Exact timing for bringing a budget resolution to the floor has not yet been announced, but Schumer told reporters Tuesday he was preparing to hold the vote next week. "I informed senators to be prepared that a vote on a budget resolution could come as early as next week," Schumer said.

It's theoretically possible for the Senate to act on a budget resolution and impeachment simultaneously, but it would require an incredible level of bipartisan cooperation that Senate veterans don't see as likely.

A Schumer spokesman couldn't immediately be reached for comment on the Senate's schedule.

'Abundance of caution'

Warner learned Wednesday that a "close contact" tested positive for COVID-19, after which he tested negative for the virus, according to spokeswoman Rachel Cohen.

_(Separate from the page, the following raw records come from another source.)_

// Shared fixtures for the integration tests.
//
// PDFs are assembled by hand so every byte (and thus every digest) is known
// up front. Cross-reference offsets are computed while writing.

#![allow(dead_code)]

use std::path::{Path, PathBuf};

/// A tiny baseline JPEG: SOI, a JFIF APP0 segment, EOI. Viewers would reject
/// it but nothing here decodes image data.
pub const JPEG_BYTES: &[u8] = &[
    0xFF, 0xD8, 0xFF, 0xE0, 0x00, 0x10, b'J', b'F', b'I', b'F', 0x00, 0x01, 0x01, 0x00, 0x00,
    0x01, 0x00, 0x01, 0x00, 0x00, 0xFF, 0xD9,
];

pub const PAGE_TEXT: &str = "Hello PDF";

/// One-page document with a JPEG image, one line of Helvetica text, and an
/// `/Info` dictionary. Optionally carries an `/OpenAction` JavaScript.
#[derive(Debug, Clone, Default)]
pub struct PdfFixture {
    javascript: Option<String>,
    without_info: bool,
}

impl PdfFixture {
    pub fn new() -> Self {
        Self::default()
    }

    /// Attach `source` as a JavaScript action run when the document opens.
    /// Parentheses in `source` must be balanced.
    pub fn with_javascript(mut self, source: &str) -> Self {
        self.javascript = Some(source.to_string());
        self
    }

    pub fn without_info(mut self) -> Self {
        self.without_info = true;
        self
    }

    pub fn build(&self) -> Vec<u8> {
        let content = format!("BT /F1 12 Tf 72 720 Td ({PAGE_TEXT}) Tj ET\nq 20 0 0 20 50 50 cm /Im0 Do Q\n");

        let catalog = match self.javascript {
            Some(_) => "<< /Type /Catalog /Pages 2 0 R /OpenAction 8 0 R >>".to_string(),
            None => "<< /Type /Catalog /Pages 2 0 R >>".to_string(),
        };

        let mut objects: Vec<Vec<u8>> = vec![
            catalog.into_bytes(),
            b"<< /Type /Pages /Kids [3 0 R] /Count 1 >>".to_vec(),
            b"<< /Type /Page /Parent 2 0 R /MediaBox [0 0 612 792] \
              /Resources << /Font << /F1 5 0 R >> /XObject << /Im0 6 0 R >> >> \
              /Contents 4 0 R >>"
                .to_vec(),
            stream_object("", content.as_bytes()),
            b"<< /Type /Font /Subtype /Type1 /BaseFont /Helvetica >>".to_vec(),
            stream_object(
                "/Type /XObject /Subtype /Image /Width 2 /Height 2 /ColorSpace /DeviceRGB \
                 /BitsPerComponent 8 /Filter /DCTDecode",
                JPEG_BYTES,
            ),
            b"<< /Title (Quarterly report) /Author (Alice Example) /Producer (pdfprobe tests) >>"
                .to_vec(),
        ];
        if let Some(js) = &self.javascript {
            objects.push(format!("<< /Type /Action /S /JavaScript /JS ({js}) >>").into_bytes());
        }

        let mut out = b"%PDF-1.7\n".to_vec();
        let mut offsets = Vec::with_capacity(objects.len());
        for (i, body) in objects.iter().enumerate() {
            offsets.push(out.len());
            out.extend_from_slice(format!("{} 0 obj\n", i + 1).as_bytes());
            out.extend_from_slice(body);
            out.extend_from_slice(b"\nendobj\n");
        }

        let xref_at = out.len();
        out.extend_from_slice(format!("xref\n0 {}\n", objects.len() + 1).as_bytes());
        out.extend_from_slice(b"0000000000 65535 f \n");
        for offset in &offsets {
            out.extend_from_slice(format!("{offset:010} 00000 n \n").as_bytes());
        }

        let info = if self.without_info { "" } else { " /Info 7 0 R" };
        out.extend_from_slice(
            format!(
                "trailer\n<< /Size {} /Root 1 0 R{info} >>\nstartxref\n{xref_at}\n%%EOF\n",
                objects.len() + 1
            )
            .as_bytes(),
        );
        out
    }

    /// Write the document to `dir/name` and return its path.
    pub fn write_to(&self, dir: &Path, name: &str) -> PathBuf {
        let path = dir.join(name);
        if let Some(parent) = path.parent() {
            std::fs::create_dir_all(parent).unwrap();
        }
        std::fs::write(&path, self.build()).unwrap();
        path
    }
}

fn stream_object(extra_dict: &str, data: &[u8]) -> Vec<u8> {
    let mut out = format!("<< {extra_dict} /Length {} >>\nstream\n", data.len()).into_bytes();
    out.extend_from_slice(data);
    out.extend_from_slice(b"\nendstream");
    out
}

/// Config whose external tools are guaranteed to be missing, so results do
/// not depend on what the test machine has installed.
pub fn config_without_tools() -> pdfprobe::ScanConfig {
    pdfprobe::ScanConfig {
        qpdf_program: "pdfprobe-test-missing-qpdf".into(),
        pdfsig_program: "pdfprobe-test-missing-pdfsig".into(),
        ..Default::default()
    }
}

/// Write an executable shell script. Unix only.
#[cfg(unix)]
pub fn write_script(dir: &Path, name: &str, body: &str) -> PathBuf {
    use std::os::unix::fs::PermissionsExt;

    let path = dir.join(name);
    std::fs::write(&path, format!("#!/bin/sh\n{body}\n")).unwrap();
    std::fs::set_permissions(&path, std::fs::Permissions::from_mode(0o755)).unwrap();
    path
}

“Out of an abundance of caution and in accordance with guidance provided by the Office of the Attending Physician, he will be working remotely during his quarantine period,” she said.

Cohen's statement did not specify when Warner's quarantine period would end, and she did not immediately return a request for comment.

Centers for Disease Control and Prevention guidelines say anyone who has had close contact with a person who tested positive for COVID-19 should quarantine for 14 days after the last contact with the infected individual.

Cohen's statement said Warner learned of his close contact's positive diagnosis Wednesday, but did not specify when his contact occurred. So it's unclear how long he will be quarantining, but it could last well into next week and possibly beyond.

If he tests negative again after five days, according to CDC guidelines, Warner's quarantine could end as soon as seven days after contact. But Senate Democrats would need a simple majority just to adopt a motion to proceed to debate on the budget resolution, so Warner's absence early in the week could cause a delay if all Republicans are present.

One option may be to allow Warner to vote from a plexiglass structure that could be set up in the Senate gallery so he would not have contact with other senators and floor staff.

Capitol Attending Physician Brian Monahan erected such a structure for House members to vote in the opening two days of Congress early this month before the chamber adopted its rules package reauthorizing proxy voting. But the move was controversial, and it's unclear Monahan would be willing to do the same for the Senate, which has made no effort to change its rules to allow for remote voting.

David Lerman and Jennifer Shutt contributed to this report.